EXTRACTED INFORMATION section start

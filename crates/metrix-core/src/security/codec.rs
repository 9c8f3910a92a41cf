use std::io::{Read, Write};

use flate2::Compression;
use flate2::read::GzDecoder;
use flate2::write::GzEncoder;

use super::CryptoError;

/// Upper bound on a decompressed body.
pub const MAX_DECODED_LEN: u64 = 32 * 1024 * 1024;

pub fn gzip(data: &[u8]) -> Result<Vec<u8>, CryptoError> {
    let mut encoder = GzEncoder::new(Vec::with_capacity(data.len() / 2), Compression::default());
    encoder.write_all(data).map_err(CryptoError::codec)?;
    encoder.finish().map_err(CryptoError::codec)
}

pub fn gunzip(data: &[u8]) -> Result<Vec<u8>, CryptoError> {
    let mut out = Vec::new();
    GzDecoder::new(data)
        .take(MAX_DECODED_LEN + 1)
        .read_to_end(&mut out)
        .map_err(CryptoError::codec)?;
    if out.len() as u64 > MAX_DECODED_LEN {
        return Err(CryptoError::Codec("decoded body too large".to_string()));
    }
    Ok(out)
}

#[cfg(test)]
mod tests {
    use super::*;

    #[test]
    fn test_gzip_is_readable_by_gunzip() {
        let body = br#"[{"id":"Alloc","type":"gauge","value":3.4}]"#.repeat(50);
        let packed = gzip(&body).unwrap();
        assert!(packed.len() < body.len());
        assert_eq!(&packed[..2], &[0x1f, 0x8b]);
        assert_eq!(gunzip(&packed).unwrap(), body);
    }

    #[test]
    fn test_gunzip_rejects_plain_bytes() {
        assert!(matches!(gunzip(b"not gzip"), Err(CryptoError::Codec(_))));
    }
}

EXTRACTED INFORMATION section end

> [TASK TO CARRY OUT]: Look for the string "GzDecoder" in the listing above and copy every line holding it.

> [RESULT OF THE TASK]:
use flate2::read::GzDecoder;
    GzDecoder::new(data)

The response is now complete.